When we use p-values we are in frequentist-land. ${H_0}$ (the null hypothesis) is not a random variable. It makes no sense to talk about the posterior probability of ${H_0}$ . But it also makes no sense to talk about conditioning on ${H_0}$ . You can only condition on things that were random in the first place.

Let me get more specific. Let ${Z}$ be a test statistic and let ${z}$ be the realized valued of ${Z}$ . The p-value (in a two-sided test) is

$\displaystyle p = P_0(|Z| > |z|)$

where ${P_0}$ is the null distribution. It is not equal to ${P\bigl(|Z|> |z| \, \bigm| \,H_0\bigr)}$ . This makes no sense. ${H_0}$ is not a random variable. In case the null consists of a set ${{\cal P}_0}$ of distributions, the p-value is

$\displaystyle p = \sup_{P\in {\cal P}_0}P(|Z| > |z|).$

You could accuse me of being pedantic here or of being obsessed with notation. But given the amount of confusion about p-values, I think it is important to get it right.

More Misunderstandings

The same problem occurs when people write ${p(x|\theta)}$ . When I teach Bayes, I do write the model as ${p(x|\theta)}$ . When I teach frequentist statistics, I write this either as ${p(x;\theta)}$ or ${p_\theta(x)}$ . There is no conditioning going on. To condition on ${\theta}$ would require a joint distribution for ${(x,\theta)}$ . There is no such joint distribution in frequentist-land.
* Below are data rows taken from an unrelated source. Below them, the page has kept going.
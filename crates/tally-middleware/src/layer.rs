//! Tower layer applying access logging to a service.

use crate::{original_uri, AccessLogger, RequestContext};
use axum::body::Body;
use axum::http::{Request, Response};
use axum::BoxError;
use futures::future::BoxFuture;
use hyper::body::{Body as HttpBody, Bytes};
use std::fmt;
use std::task::{Context, Poll};
use tally_core::{AccessLogConfig, Decorator, LogSink};
use tower::{Layer, Service};

/// Layer producing [`AccessLog`] services.
#[derive(Debug, Clone)]
pub struct AccessLogLayer {
    logger: AccessLogger,
}

impl AccessLogLayer {
    pub fn new(config: AccessLogConfig) -> Self {
        Self {
            logger: AccessLogger::new(config),
        }
    }

    /// Sends records to `sink` instead of `tracing`.
    #[must_use]
    pub fn with_sink<T: LogSink + 'static>(mut self, sink: T) -> Self {
        self.logger = self.logger.with_sink(sink);
        self
    }

    #[must_use]
    pub fn with_decorator<T: Decorator + 'static>(mut self, decorator: T) -> Self {
        self.logger = self.logger.with_decorator(decorator);
        self
    }

    pub fn logger(&self) -> &AccessLogger {
        &self.logger
    }
}

impl Default for AccessLogLayer {
    fn default() -> Self {
        Self::new(AccessLogConfig::default())
    }
}

impl<S> Layer<S> for AccessLogLayer {
    type Service = AccessLog<S>;

    fn layer(&self, inner: S) -> Self::Service {
        AccessLog {
            inner,
            logger: self.logger.clone(),
        }
    }
}

/// Access logging middleware.
///
/// A successful response is logged once its body finishes or is dropped. An
/// error from the inner service is logged immediately and returned unchanged.
#[derive(Debug, Clone)]
pub struct AccessLog<S> {
    inner: S,
    logger: AccessLogger,
}

impl<S> AccessLog<S> {
    pub fn new(inner: S, logger: AccessLogger) -> Self {
        Self { inner, logger }
    }

    pub fn get_ref(&self) -> &S {
        &self.inner
    }

    pub fn into_inner(self) -> S {
        self.inner
    }
}

impl<S, ReqBody, ResBody> Service<Request<ReqBody>> for AccessLog<S>
where
    S: Service<Request<ReqBody>, Response = Response<ResBody>>,
    S::Future: Send + 'static,
    S::Error: fmt::Display + fmt::Debug + Send + 'static,
    ResBody: HttpBody<Data = Bytes> + Send + 'static,
    ResBody::Error: Into<BoxError>,
{
    type Response = Response<Body>;
    type Error = S::Error;
    type Future = BoxFuture<'static, Result<Self::Response, Self::Error>>;

    fn poll_ready(&mut self, cx: &mut Context<'_>) -> Poll<Result<(), Self::Error>> {
        self.inner.poll_ready(cx)
    }

    fn call(&mut self, req: Request<ReqBody>) -> Self::Future {
        if self.logger.config().is_excluded(original_uri(&req).path()) {
            let future = self.inner.call(req);
            return Box::pin(async move { future.await.map(|res| res.map(Body::new)) });
        }

        let ctx = RequestContext::from_request(&req);
        let logger = self.logger.clone();
        let future = self.inner.call(req);

        Box::pin(async move {
            match future.await {
                Ok(response) => Ok(logger.observe(ctx, response)),
                Err(err) => {
                    logger.log_failure(&ctx, &err);
                    Err(err)
                }
            }
        })
    }
}
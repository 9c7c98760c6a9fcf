//! Configuration loader with layered sources.

use crate::{AppConfig, ConfigValidator};
use config::{Config, ConfigError, Environment, File};
use std::path::{Path, PathBuf};
use std::sync::Arc;
use tally_core::{TallyError, TallyResult, ENVIRONMENT_VAR};
use tokio::sync::RwLock;
use tracing::{debug, info};

/// Prefix of configuration environment variables, e.g. `TALLY__SERVER__PORT`.
pub const ENV_PREFIX: &str = "TALLY";

/// Configuration loader with runtime refresh support.
#[derive(Debug, Clone)]
pub struct ConfigLoader {
    config: Arc<RwLock<AppConfig>>,
    config_dir: PathBuf,
}

impl ConfigLoader {
    /// Creates a new configuration loader.
    ///
    /// Configuration is loaded from multiple sources in order:
    /// 1. `{dir}/default.toml` - Default values
    /// 2. `{dir}/{environment}.toml` - Environment-specific overrides
    /// 3. `{dir}/local.toml` - Local overrides
    /// 4. Environment variables with `TALLY__` prefix
    ///
    /// The environment name comes from `TALLY_ENVIRONMENT` and defaults to
    /// `development`. Missing files are skipped.
    pub fn new(config_dir: impl Into<PathBuf>) -> TallyResult<Self> {
        let config_dir = config_dir.into();
        let config = Self::load_config(&config_dir)?;

        Ok(Self {
            config: Arc::new(RwLock::new(config)),
            config_dir,
        })
    }

    /// Loads configuration from the default location (`./config`).
    pub fn from_default_location() -> TallyResult<Self> {
        Self::new("./config")
    }

    /// Returns the current configuration.
    pub async fn get(&self) -> AppConfig {
        self.config.read().await.clone()
    }

    /// Reloads the configuration from disk.
    ///
    /// On error the previous configuration stays in place.
    pub async fn reload(&self) -> TallyResult<()> {
        let new_config = Self::load_config(&self.config_dir)?;
        *self.config.write().await = new_config;
        info!("Configuration reloaded successfully");
        Ok(())
    }

    /// Gets a specific configuration value by dotted key path, e.g.
    /// `access_log.category`.
    pub async fn get_value<T: serde::de::DeserializeOwned>(&self, key: &str) -> Option<T> {
        let config = self.config.read().await;
        let json = serde_json::to_value(&*config).ok()?;

        let mut current = &json;
        for part in key.split('.') {
            current = current.get(part)?;
        }

        serde_json::from_value(current.clone()).ok()
    }

    fn load_config(config_dir: &Path) -> TallyResult<AppConfig> {
        if let Err(e) = dotenvy::dotenv() {
            debug!("No .env file found or error loading it: {}", e);
        }

        let environment =
            std::env::var(ENVIRONMENT_VAR).unwrap_or_else(|_| "development".to_string());
        info!("Loading configuration for environment: {}", environment);

        let mut builder = Config::builder();
        for name in ["default", environment.as_str(), "local"] {
            let path = config_dir.join(format!("{name}.toml"));
            if path.exists() {
                debug!("Loading config from: {}", path.display());
                builder = builder.add_source(File::with_name(&path.to_string_lossy()).required(false));
            }
        }

        builder = builder.add_source(
            Environment::with_prefix(ENV_PREFIX)
                .separator("__")
                .try_parsing(true)
                .list_separator(",")
                .with_list_parse_key("access_log.exclude_paths"),
        );

        let mut app_config = builder
            .build()
            .and_then(Config::try_deserialize::<AppConfig>)
            .map_err(config_error)?;
        app_config.app.environment = environment;

        ConfigValidator::validate(&app_config).map_err(|errors| {
            let messages: Vec<String> = errors.iter().map(ToString::to_string).collect();
            TallyError::configuration(messages.join("; "))
        })?;

        Ok(app_config)
    }
}

fn config_error(err: ConfigError) -> TallyError {
    TallyError::configuration(err.to_string())
}
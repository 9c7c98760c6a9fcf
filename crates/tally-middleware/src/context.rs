//! Per-request state captured before the inner service runs.

use crate::client_address;
use axum::extract::OriginalUri;
use axum::http::{Method, Request, Uri};
use std::time::{Duration, Instant};

/// What the access logger knows about a request before it has a response.
#[derive(Debug, Clone)]
pub struct RequestContext {
    method: Method,
    uri: String,
    address: String,
    start: Instant,
}

impl RequestContext {
    /// Captures method, original URI, client address and the start instant.
    pub fn from_request<B>(req: &Request<B>) -> Self {
        let original = original_uri(req);
        let uri = original
            .path_and_query()
            .map_or_else(|| original.path().to_string(), ToString::to_string);
        Self::new(req.method().clone(), uri, client_address(req))
    }

    /// Creates a context starting now.
    pub fn new(method: Method, uri: impl Into<String>, address: impl Into<String>) -> Self {
        Self {
            method,
            uri: uri.into(),
            address: address.into(),
            start: Instant::now(),
        }
    }

    /// Request method.
    pub fn method(&self) -> &Method {
        &self.method
    }

    /// Path and query as received.
    pub fn uri(&self) -> &str {
        &self.uri
    }

    /// Resolved client address.
    pub fn address(&self) -> &str {
        &self.address
    }

    /// Time since the request entered the logger.
    pub fn elapsed(&self) -> Duration {
        self.start.elapsed()
    }
}

/// URI as received by the outermost router.
///
/// Nested routers strip their mount prefix from `req.uri()`; axum keeps the
/// unmodified URI in the [`OriginalUri`] extension.
pub fn original_uri<B>(req: &Request<B>) -> &Uri {
    req.extensions()
        .get::<OriginalUri>()
        .map_or_else(|| req.uri(), |OriginalUri(uri)| uri)
}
The coverage of a confidence interval ${C(X_1,\ldots, X_n)}$ is not the probability that ${C(X_1,\ldots, X_n)}$ traps ${\theta}$ conditional on ${\theta}$ . The frequentist coverage is

$\displaystyle {\rm Coverage} = \inf_{\theta} P_\theta\Bigl(\theta\in C(X_1,\ldots, X_n)\Bigr).$

Again, there is no conditioning going on.

Conclusion

I understand that people often say “conditional on ${\theta}$ ” to mean “treating ${\theta}$ as fixed.” But if we want to eradicate misunderstandings about statistics, I think it would help if we were more careful about how we choose our words.